ASPEK.ID – Mantan Presiden Amerika Serikat Barack Obama kembali membela kesepakatan nuklir Iran yang diteken pada 2015. Obama menyebut perjanjian tersebut berhasil membatasi program nuklir Teheran tanpa harus memicu perang besar di kawasan Timur Tengah yang menyebabkan banyak orang terbunuh.
Dilansir Al Jazeera pada Sabtu (16/5), Obama mengatakan kesepakatan itu mampu memangkas sebagian besar stok uranium yang diperkaya milik Iran. Menurutnya, capaian tersebut diperoleh lewat jalur diplomasi, bukan kekuatan militer.
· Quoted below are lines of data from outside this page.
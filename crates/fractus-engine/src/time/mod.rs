//! Time subsystem.
//!
//! Provides testable frame timing utilities without coupling to the runtime:
//! - `Clock` abstracts "now" so the render loop can run against a manual clock
//! - `FpsSampler` turns per-frame timestamps into a periodic frames-per-second value

mod clock;
mod fps;

pub use clock::{Clock, ManualClock, SystemClock};
pub use fps::{FpsSampler, FPS_SAMPLE_WINDOW};
//! Handler-level tests running the full HTTP surface against an in-memory
//! state, with the model capability replaced by a test double.

use std::sync::Arc;

use actix_web::http::StatusCode;
use actix_web::{test, web, App};
use pretty_assertions::assert_eq;
use serde_json::json;

use sentiment_server::{server, AppState, EngineError, Prediction, Predictor};

const MODEL_ID: &str = "distilbert-base-uncased-finetuned-sst-2-english";

/// Scripted stand-in for the loaded engine.
struct ScriptedPredictor {
    positive: f32,
    negative: f32,
    fail_with: Option<String>,
}

impl ScriptedPredictor {
    fn scores(positive: f32, negative: f32) -> Self {
        Self {
            positive,
            negative,
            fail_with: None,
        }
    }

    fn failing(message: &str) -> Self {
        Self {
            positive: 0.0,
            negative: 0.0,
            fail_with: Some(message.to_string()),
        }
    }
}

#[async_trait::async_trait]
impl Predictor for ScriptedPredictor {
    async fn predict(&self, _text: &str) -> Result<Prediction, EngineError> {
        match &self.fail_with {
            Some(message) => Err(EngineError::Inference(message.clone())),
            None => Ok(Prediction::from_scores(self.positive, self.negative)),
        }
    }

    fn device_label(&self) -> &str {
        "cpu"
    }
}

macro_rules! spawn_app {
    ($state:expr) => {
        test::init_service(
            App::new()
                .app_data(web::Data::new($state))
                .configure(server::configure),
        )
        .await
    };
}

fn loaded_state(predictor: ScriptedPredictor) -> AppState {
    AppState::loaded(Arc::new(predictor), MODEL_ID)
}

#[actix_web::test]
async fn index_reports_service_metadata() {
    let app = spawn_app!(AppState::unloaded("cpu", MODEL_ID));

    let req = test::TestRequest::get().uri("/").to_request();
    let resp = test::call_service(&app, req).await;
    assert_eq!(resp.status(), StatusCode::OK);

    let body: serde_json::Value = test::read_body_json(resp).await;
    assert_eq!(body["service"], "Sentiment Analysis API");
    assert_eq!(body["model"], MODEL_ID);
    assert_eq!(body["endpoints"]["predict"], "/predict (POST)");
    assert_eq!(body["example_request"]["text"], "I love this product!");
}

#[actix_web::test]
async fn health_before_model_load_reports_unloaded() {
    let app = spawn_app!(AppState::unloaded("cpu", MODEL_ID));

    let req = test::TestRequest::get().uri("/health").to_request();
    let resp = test::call_service(&app, req).await;
    assert_eq!(resp.status(), StatusCode::OK);

    let body: serde_json::Value = test::read_body_json(resp).await;
    assert_eq!(body["status"], "healthy");
    assert_eq!(body["model_loaded"], false);
    assert_eq!(body["device"], "cpu");
}

#[actix_web::test]
async fn health_after_load_reports_device() {
    let app = spawn_app!(loaded_state(ScriptedPredictor::scores(0.9, 0.1)));

    let req = test::TestRequest::get().uri("/health").to_request();
    let resp = test::call_service(&app, req).await;
    assert_eq!(resp.status(), StatusCode::OK);

    let body: serde_json::Value = test::read_body_json(resp).await;
    assert_eq!(body["model_loaded"], true);
    assert_eq!(body["device"], "cpu");
}

#[actix_web::test]
async fn predict_without_loaded_model_is_503() {
    let app = spawn_app!(AppState::unloaded("cpu", MODEL_ID));

    let req = test::TestRequest::post()
        .uri("/predict")
        .set_json(json!({ "text": "I love this product!" }))
        .to_request();
    let resp = test::call_service(&app, req).await;
    assert_eq!(resp.status(), StatusCode::SERVICE_UNAVAILABLE);

    let body: serde_json::Value = test::read_body_json(resp).await;
    assert_eq!(body["error"], "Model not loaded");
}

#[actix_web::test]
async fn predict_with_empty_body_names_the_text_field() {
    let app = spawn_app!(loaded_state(ScriptedPredictor::scores(0.9, 0.1)));

    let req = test::TestRequest::post()
        .uri("/predict")
        .set_json(json!({}))
        .to_request();
    let resp = test::call_service(&app, req).await;
    assert_eq!(resp.status(), StatusCode::BAD_REQUEST);

    let body: serde_json::Value = test::read_body_json(resp).await;
    let message = body["error"].as_str().unwrap();
    assert!(message.contains("Text field"), "unexpected message: {message}");
}

#[actix_web::test]
async fn predict_rejects_empty_and_whitespace_text() {
    let app = spawn_app!(loaded_state(ScriptedPredictor::scores(0.9, 0.1)));

    for text in ["", "   ", "\n\t "] {
        let req = test::TestRequest::post()
            .uri("/predict")
            .set_json(json!({ "text": text }))
            .to_request();
        let resp = test::call_service(&app, req).await;
        assert_eq!(resp.status(), StatusCode::BAD_REQUEST, "text: {text:?}");
    }
}

#[actix_web::test]
async fn predict_rejects_non_json_body() {
    let app = spawn_app!(loaded_state(ScriptedPredictor::scores(0.9, 0.1)));

    let req = test::TestRequest::post()
        .uri("/predict")
        .insert_header(("content-type", "application/json"))
        .set_payload("this is not json")
        .to_request();
    let resp = test::call_service(&app, req).await;
    assert_eq!(resp.status(), StatusCode::BAD_REQUEST);

    let body: serde_json::Value = test::read_body_json(resp).await;
    assert!(body["error"].as_str().unwrap().contains("Invalid JSON body"));
}

#[actix_web::test]
async fn predict_returns_scores_and_echoes_text() {
    let app = spawn_app!(loaded_state(ScriptedPredictor::scores(0.9832, 0.0168)));

    let req = test::TestRequest::post()
        .uri("/predict")
        .set_json(json!({ "text": "  I love this product!  " }))
        .to_request();
    let resp = test::call_service(&app, req).await;
    assert_eq!(resp.status(), StatusCode::OK);

    let body: serde_json::Value = test::read_body_json(resp).await;
    assert_eq!(body["sentiment"], "POSITIVE");
    assert_eq!(body["score"], 0.9832);
    assert_eq!(body["positive_score"], 0.9832);
    assert_eq!(body["negative_score"], 0.0168);
    // Leading/trailing whitespace is trimmed before prediction and echo
    assert_eq!(body["text"], "I love this product!");
}

#[actix_web::test]
async fn predict_reports_negative_sentiment() {
    let app = spawn_app!(loaded_state(ScriptedPredictor::scores(0.03, 0.97)));

    let req = test::TestRequest::post()
        .uri("/predict")
        .set_json(json!({ "text": "This is terrible and I hate it." }))
        .to_request();
    let resp = test::call_service(&app, req).await;
    assert_eq!(resp.status(), StatusCode::OK);

    let body: serde_json::Value = test::read_body_json(resp).await;
    assert_eq!(body["sentiment"], "NEGATIVE");
    assert_eq!(body["score"], 0.97);
}

#[actix_web::test]
async fn predict_surfaces_inference_faults_as_500() {
    let app = spawn_app!(loaded_state(ScriptedPredictor::failing(
        "unexpected tensor shape",
    )));

    let req = test::TestRequest::post()
        .uri("/predict")
        .set_json(json!({ "text": "anything" }))
        .to_request();
    let resp = test::call_service(&app, req).await;
    assert_eq!(resp.status(), StatusCode::INTERNAL_SERVER_ERROR);

    let body: serde_json::Value = test::read_body_json(resp).await;
    let message = body["error"].as_str().unwrap();
    assert!(message.starts_with("Prediction failed:"));
    assert!(message.contains("unexpected tensor shape"));
}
Dalam wawancara dengan CBS, Obama menyebut sekitar 97 persen uranium yang diperkaya Iran berhasil dikeluarkan melalui kesepakatan tersebut. Ia mengatakan langkah itu juga didukung hasil penilaian intelijen AS dan Israel saat itu.
“Kami berhasil melakukannya tanpa menembakkan rudal,” kata Obama.
Obama menegaskan hingga kini tidak ada pihak yang benar-benar menyebut perjanjian itu gagal. Ia juga menilai kesepakatan tersebut mampu mencegah konflik lebih luas, termasuk risiko terganggunya jalur pelayaran di Selat Hormuz.
“Tidak ada yang membantah bahwa itu berhasil. Kami juga tidak perlu membunuh banyak orang atau membuat Selat Hormuz ditutup,” ujarnya.
Kesepakatan nuklir Iran 2015 sendiri dibuat antara Iran dan sejumlah negara besar dunia untuk membatasi pengembangan nuklir Teheran sebagai imbalan pencabutan sanksi ekonomi. []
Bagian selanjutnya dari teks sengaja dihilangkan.